→ **PROBLEM DETAILS**:
Of all the entries below, retype only the lines from the one with "filename src/fpset/memory.rs" through the one with "const EMPTY: u64 = 0;", exactly as they appear.

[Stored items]
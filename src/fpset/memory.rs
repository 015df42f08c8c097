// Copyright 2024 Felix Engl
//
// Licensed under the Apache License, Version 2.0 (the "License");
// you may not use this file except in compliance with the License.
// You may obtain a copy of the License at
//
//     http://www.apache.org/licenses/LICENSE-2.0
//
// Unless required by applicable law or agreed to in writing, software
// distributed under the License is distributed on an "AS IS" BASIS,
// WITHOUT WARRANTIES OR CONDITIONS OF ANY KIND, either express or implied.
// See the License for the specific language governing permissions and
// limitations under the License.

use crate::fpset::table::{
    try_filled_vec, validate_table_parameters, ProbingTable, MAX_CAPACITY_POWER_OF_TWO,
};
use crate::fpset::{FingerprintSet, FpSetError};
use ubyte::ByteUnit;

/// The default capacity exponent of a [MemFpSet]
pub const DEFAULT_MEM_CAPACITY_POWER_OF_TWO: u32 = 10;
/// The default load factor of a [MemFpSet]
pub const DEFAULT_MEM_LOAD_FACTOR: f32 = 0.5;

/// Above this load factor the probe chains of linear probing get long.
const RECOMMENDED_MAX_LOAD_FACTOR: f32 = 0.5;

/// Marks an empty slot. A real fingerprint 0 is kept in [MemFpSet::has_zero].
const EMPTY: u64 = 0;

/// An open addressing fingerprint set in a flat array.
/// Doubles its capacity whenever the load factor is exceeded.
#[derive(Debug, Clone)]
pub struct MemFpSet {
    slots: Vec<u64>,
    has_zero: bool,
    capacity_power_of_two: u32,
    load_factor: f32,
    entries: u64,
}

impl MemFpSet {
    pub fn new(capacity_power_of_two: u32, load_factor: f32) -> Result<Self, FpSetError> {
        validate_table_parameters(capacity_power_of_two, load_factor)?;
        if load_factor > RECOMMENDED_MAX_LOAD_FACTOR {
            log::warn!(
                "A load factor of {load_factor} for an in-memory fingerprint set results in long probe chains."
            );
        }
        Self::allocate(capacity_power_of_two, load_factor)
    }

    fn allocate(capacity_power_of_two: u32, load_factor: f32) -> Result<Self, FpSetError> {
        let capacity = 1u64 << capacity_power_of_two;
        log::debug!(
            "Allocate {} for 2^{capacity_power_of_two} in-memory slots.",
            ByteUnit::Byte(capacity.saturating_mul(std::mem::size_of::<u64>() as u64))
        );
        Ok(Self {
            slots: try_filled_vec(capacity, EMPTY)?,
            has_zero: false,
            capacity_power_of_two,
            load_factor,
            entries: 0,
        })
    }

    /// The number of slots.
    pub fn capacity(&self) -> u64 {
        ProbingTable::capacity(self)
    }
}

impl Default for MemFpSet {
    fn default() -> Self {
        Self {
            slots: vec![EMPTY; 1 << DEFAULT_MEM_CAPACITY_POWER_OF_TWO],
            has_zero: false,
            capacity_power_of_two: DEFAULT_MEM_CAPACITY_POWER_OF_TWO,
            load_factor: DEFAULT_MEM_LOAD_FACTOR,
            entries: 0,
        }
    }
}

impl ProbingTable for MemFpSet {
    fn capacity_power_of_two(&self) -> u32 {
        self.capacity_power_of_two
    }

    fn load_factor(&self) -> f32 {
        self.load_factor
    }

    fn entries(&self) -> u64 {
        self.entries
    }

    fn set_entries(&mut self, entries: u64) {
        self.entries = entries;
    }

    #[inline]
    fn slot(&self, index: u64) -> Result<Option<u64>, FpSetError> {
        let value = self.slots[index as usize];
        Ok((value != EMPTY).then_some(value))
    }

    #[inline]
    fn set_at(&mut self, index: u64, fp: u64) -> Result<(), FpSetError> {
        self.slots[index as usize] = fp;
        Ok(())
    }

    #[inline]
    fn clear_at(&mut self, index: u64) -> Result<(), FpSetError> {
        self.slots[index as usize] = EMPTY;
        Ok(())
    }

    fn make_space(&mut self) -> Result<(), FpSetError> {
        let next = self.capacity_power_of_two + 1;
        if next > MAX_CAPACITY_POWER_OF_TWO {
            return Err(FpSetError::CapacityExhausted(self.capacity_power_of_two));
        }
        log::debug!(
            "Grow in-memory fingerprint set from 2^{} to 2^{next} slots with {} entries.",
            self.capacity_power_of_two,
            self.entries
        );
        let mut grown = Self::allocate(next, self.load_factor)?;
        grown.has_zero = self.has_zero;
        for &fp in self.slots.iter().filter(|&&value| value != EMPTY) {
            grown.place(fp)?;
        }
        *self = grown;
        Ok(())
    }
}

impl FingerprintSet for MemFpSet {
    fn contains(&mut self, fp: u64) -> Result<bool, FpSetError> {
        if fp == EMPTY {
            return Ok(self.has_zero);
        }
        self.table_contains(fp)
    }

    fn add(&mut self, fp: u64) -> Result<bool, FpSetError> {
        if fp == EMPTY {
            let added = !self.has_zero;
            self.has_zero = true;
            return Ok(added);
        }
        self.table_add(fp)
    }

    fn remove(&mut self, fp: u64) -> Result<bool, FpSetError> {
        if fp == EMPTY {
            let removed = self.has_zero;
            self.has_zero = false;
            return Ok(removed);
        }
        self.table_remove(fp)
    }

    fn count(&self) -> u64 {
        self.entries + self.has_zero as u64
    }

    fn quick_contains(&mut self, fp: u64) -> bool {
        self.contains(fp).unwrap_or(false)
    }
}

* * *

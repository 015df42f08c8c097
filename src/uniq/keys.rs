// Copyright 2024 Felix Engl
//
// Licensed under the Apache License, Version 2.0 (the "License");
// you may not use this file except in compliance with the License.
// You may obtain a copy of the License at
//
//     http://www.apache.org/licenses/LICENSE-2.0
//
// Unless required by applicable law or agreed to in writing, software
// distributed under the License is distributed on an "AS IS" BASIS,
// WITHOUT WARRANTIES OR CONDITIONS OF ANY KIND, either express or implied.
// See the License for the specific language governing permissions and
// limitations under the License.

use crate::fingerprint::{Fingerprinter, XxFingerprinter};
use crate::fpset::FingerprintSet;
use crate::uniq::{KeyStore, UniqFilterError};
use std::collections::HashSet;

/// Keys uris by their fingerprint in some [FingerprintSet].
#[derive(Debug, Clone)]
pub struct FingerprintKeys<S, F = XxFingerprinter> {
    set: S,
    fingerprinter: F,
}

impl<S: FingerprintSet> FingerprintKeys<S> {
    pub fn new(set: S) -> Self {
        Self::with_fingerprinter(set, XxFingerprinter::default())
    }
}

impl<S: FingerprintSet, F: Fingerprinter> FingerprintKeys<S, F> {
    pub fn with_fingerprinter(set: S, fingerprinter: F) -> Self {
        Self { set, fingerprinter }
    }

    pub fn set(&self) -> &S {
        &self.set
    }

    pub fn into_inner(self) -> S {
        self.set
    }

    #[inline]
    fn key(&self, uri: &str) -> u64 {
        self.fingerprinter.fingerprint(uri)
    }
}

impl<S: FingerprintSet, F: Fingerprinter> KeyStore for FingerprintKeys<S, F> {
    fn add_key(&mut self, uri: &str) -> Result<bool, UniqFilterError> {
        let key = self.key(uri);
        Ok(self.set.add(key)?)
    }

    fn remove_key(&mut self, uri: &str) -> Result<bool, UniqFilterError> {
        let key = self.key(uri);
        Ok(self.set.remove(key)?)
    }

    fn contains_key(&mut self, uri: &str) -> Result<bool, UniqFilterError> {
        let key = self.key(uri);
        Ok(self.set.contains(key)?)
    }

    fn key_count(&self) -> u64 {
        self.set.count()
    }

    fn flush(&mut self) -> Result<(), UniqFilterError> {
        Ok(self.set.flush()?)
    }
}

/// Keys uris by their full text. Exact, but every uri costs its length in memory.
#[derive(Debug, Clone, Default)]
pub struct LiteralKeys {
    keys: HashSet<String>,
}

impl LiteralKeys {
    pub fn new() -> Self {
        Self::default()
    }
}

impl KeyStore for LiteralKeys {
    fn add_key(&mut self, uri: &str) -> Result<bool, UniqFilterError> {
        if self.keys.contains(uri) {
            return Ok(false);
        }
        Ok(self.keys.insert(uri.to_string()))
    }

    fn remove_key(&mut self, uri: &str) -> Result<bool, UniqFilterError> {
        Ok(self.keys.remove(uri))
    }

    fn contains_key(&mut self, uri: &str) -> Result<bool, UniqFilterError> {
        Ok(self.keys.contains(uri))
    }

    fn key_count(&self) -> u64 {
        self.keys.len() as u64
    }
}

==

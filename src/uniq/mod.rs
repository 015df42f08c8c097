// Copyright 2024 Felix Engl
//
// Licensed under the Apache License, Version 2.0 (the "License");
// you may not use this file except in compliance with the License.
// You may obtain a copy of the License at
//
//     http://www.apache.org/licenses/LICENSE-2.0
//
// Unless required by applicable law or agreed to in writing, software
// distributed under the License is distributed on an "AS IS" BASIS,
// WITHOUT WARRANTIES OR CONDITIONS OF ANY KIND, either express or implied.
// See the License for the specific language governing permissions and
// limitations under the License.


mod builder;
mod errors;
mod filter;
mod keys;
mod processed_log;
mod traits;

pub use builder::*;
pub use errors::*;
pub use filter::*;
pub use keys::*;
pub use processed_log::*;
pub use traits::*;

→ **EXPECTED OUTPUT**:
filename src/fpset/memory.rs
repository 015df42f08c8c097
// Copyright 2024 Felix Engl
//
// Licensed under the Apache License, Version 2.0 (the "License");
// you may not use this file except in compliance with the License.
// You may obtain a copy of the License at
//
//     http://www.apache.org/licenses/LICENSE-2.0
//
// Unless required by applicable law or agreed to in writing, software
// distributed under the License is distributed on an "AS IS" BASIS,
// WITHOUT WARRANTIES OR CONDITIONS OF ANY KIND, either express or implied.
// See the License for the specific language governing permissions and
// limitations under the License.

use crate::fpset::table::{
    try_filled_vec, validate_table_parameters, ProbingTable, MAX_CAPACITY_POWER_OF_TWO,
};
use crate::fpset::{FingerprintSet, FpSetError};
use ubyte::ByteUnit;

/// The default capacity exponent of a [MemFpSet]
pub const DEFAULT_MEM_CAPACITY_POWER_OF_TWO: u32 = 10;
/// The default load factor of a [MemFpSet]
pub const DEFAULT_MEM_LOAD_FACTOR: f32 = 0.5;

/// Above this load factor the probe chains of linear probing get long.
const RECOMMENDED_MAX_LOAD_FACTOR: f32 = 0.5;

/// Marks an empty slot. A real fingerprint 0 is kept in [MemFpSet::has_zero].
const EMPTY: u64 = 0;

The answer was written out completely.